WHAT NEEDS TO BE DONE:
All lines below containing the string "EXISTS" are to be copied.

GIVEN RECORDS:
-------------------------

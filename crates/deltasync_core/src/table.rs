//! Per-table sync unit.
//!
//! A [`Table`] renders its statements once, at registration, from the column
//! lists it was built with. Only identifiers that passed validation are
//! interpolated into statement text; every value is bound.
//!
//! All reads share one condition shape, `low < timestamp < high`, scoped by
//! the extra columns. Live rows changed since the client's last exchange are
//! found with `(T_last, T_new)`; tombstones created in the same window with
//! `(-T_new, -T_last)`.

use crate::error::{CoreError, CoreResult};
use crate::message::TableDelta;
use crate::types::{Column, Timestamp, TIMESTAMP_COLUMN};
use deltasync_storage::{ParamStyle, Row, StorageTransaction, Value};
use std::collections::HashSet;
use tracing::debug;

/// Returns true if `name` may be used as a table or column name.
pub fn is_identifier(name: &str) -> bool {
    let mut chars = name.chars();
    match chars.next() {
        Some(first) if first.is_ascii_alphabetic() || first == '_' => {
            chars.all(|c| c.is_ascii_alphanumeric() || c == '_')
        }
        _ => false,
    }
}

fn quote(name: &str) -> String {
    format!("\"{name}\"")
}

fn quote_list<'a>(names: impl IntoIterator<Item = &'a str>) -> String {
    names.into_iter().map(quote).collect::<Vec<_>>().join(",")
}

/// Statement text rendered for one table.
#[derive(Debug, Clone, PartialEq, Eq)]
pub struct Statements {
    /// Insert-or-replace of one row on the primary key plus extras.
    ///
    /// Binds schema values, the timestamp, then extras.
    pub upsert: String,
    /// Turns one live row into a tombstone.
    ///
    /// Binds the negated timestamp, key values, then extras.
    pub mark_deleted: String,
    /// Schema columns of rows with `low < timestamp < high`.
    ///
    /// Binds low, high, then extras.
    pub select_changed: String,
    /// Key columns of rows with `low < timestamp < high`.
    ///
    /// Binds low, high, then extras.
    pub select_deleted_keys: String,
    /// Deletes tombstones with `threshold < timestamp < 0`, in every partition.
    pub purge: String,
    /// Greatest timestamp magnitude stored in the table.
    pub high_water_mark: String,
    /// Table definition for the persisted layout.
    pub create_table: String,
    /// Index on the timestamp column.
    pub create_index: String,
}

impl Statements {
    fn render(
        name: &str,
        schema: &[Column],
        primary_key: &[String],
        extras: &[Column],
        style: ParamStyle,
    ) -> Self {
        let table = quote(name);
        let ts = quote(TIMESTAMP_COLUMN);
        let schema_names: Vec<&str> = schema.iter().map(|c| c.name.as_str()).collect();
        let key_names: Vec<&str> = primary_key.iter().map(String::as_str).collect();
        let extra_names: Vec<&str> = extras.iter().map(|c| c.name.as_str()).collect();

        let conflict = quote_list(key_names.iter().chain(&extra_names).copied());
        let order = quote_list(key_names.iter().copied());

        let upsert = {
            let mut p = style.placeholders();
            let columns = quote_list(
                schema_names
                    .iter()
                    .copied()
                    .chain([TIMESTAMP_COLUMN])
                    .chain(extra_names.iter().copied()),
            );
            let values = p.list(schema.len() + 1 + extras.len());
            let updates = schema_names
                .iter()
                .copied()
                .filter(|c| !key_names.contains(c))
                .chain([TIMESTAMP_COLUMN])
                .map(|c| format!("{0}=excluded.{0}", quote(c)))
                .collect::<Vec<_>>()
                .join(",");
            format!(
                "INSERT INTO {table} ({columns}) VALUES ({values}) \
                 ON CONFLICT ({conflict}) DO UPDATE SET {updates}"
            )
        };

        let mark_deleted = {
            let mut p = style.placeholders();
            let set = format!("{ts}={}", p.bind());
            let mut conditions: Vec<String> = key_names
                .iter()
                .chain(&extra_names)
                .map(|c| format!("{}={}", quote(c), p.bind()))
                .collect();
            conditions.push(format!("{ts}>0"));
            format!(
                "UPDATE {table} SET {set} WHERE {}",
                conditions.join(" AND ")
            )
        };

        let window = |projection: &str| {
            let mut p = style.placeholders();
            let mut conditions = vec![format!("{}<{ts}", p.bind()), format!("{ts}<{}", p.bind())];
            conditions.extend(
                extra_names
                    .iter()
                    .map(|c| format!("{}={}", quote(c), p.bind())),
            );
            format!(
                "SELECT {projection} FROM {table} WHERE {} ORDER BY {order}",
                conditions.join(" AND ")
            )
        };
        let select_changed = window(&quote_list(schema_names.iter().copied()));
        let select_deleted_keys = window(&order);

        let purge = {
            let mut p = style.placeholders();
            format!("DELETE FROM {table} WHERE {}<{ts} AND {ts}<0", p.bind())
        };

        // Each arm is a bare MIN/MAX over the indexed column.
        let high_water_mark = format!(
            "SELECT MAX(mark) FROM (SELECT MAX({ts}) AS mark FROM {table} \
             UNION ALL SELECT -MIN({ts}) FROM {table}) AS marks"
        );

        let create_table = {
            let mut defs: Vec<String> = schema
                .iter()
                .map(|c| format!("{} {}", quote(&c.name), c.ty.sql_type()))
                .collect();
            defs.push(format!("{ts} INTEGER NOT NULL"));
            defs.extend(
                extras
                    .iter()
                    .map(|c| format!("{} {} NOT NULL", quote(&c.name), c.ty.sql_type())),
            );
            defs.push(format!("PRIMARY KEY ({conflict})"));
            format!("CREATE TABLE IF NOT EXISTS {table} ({})", defs.join(", "))
        };
        let create_index = format!(
            "CREATE INDEX IF NOT EXISTS {} ON {table} ({ts})",
            quote(&format!("{name}_{TIMESTAMP_COLUMN}"))
        );

        Self {
            upsert,
            mark_deleted,
            select_changed,
            select_deleted_keys,
            purge,
            high_water_mark,
            create_table,
            create_index,
        }
    }
}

-------------------------

RESPONSE TO THE TASK:
            format!("CREATE TABLE IF NOT EXISTS {table} ({})", defs.join(", "))
            "CREATE INDEX IF NOT EXISTS {} ON {table} ({ts})",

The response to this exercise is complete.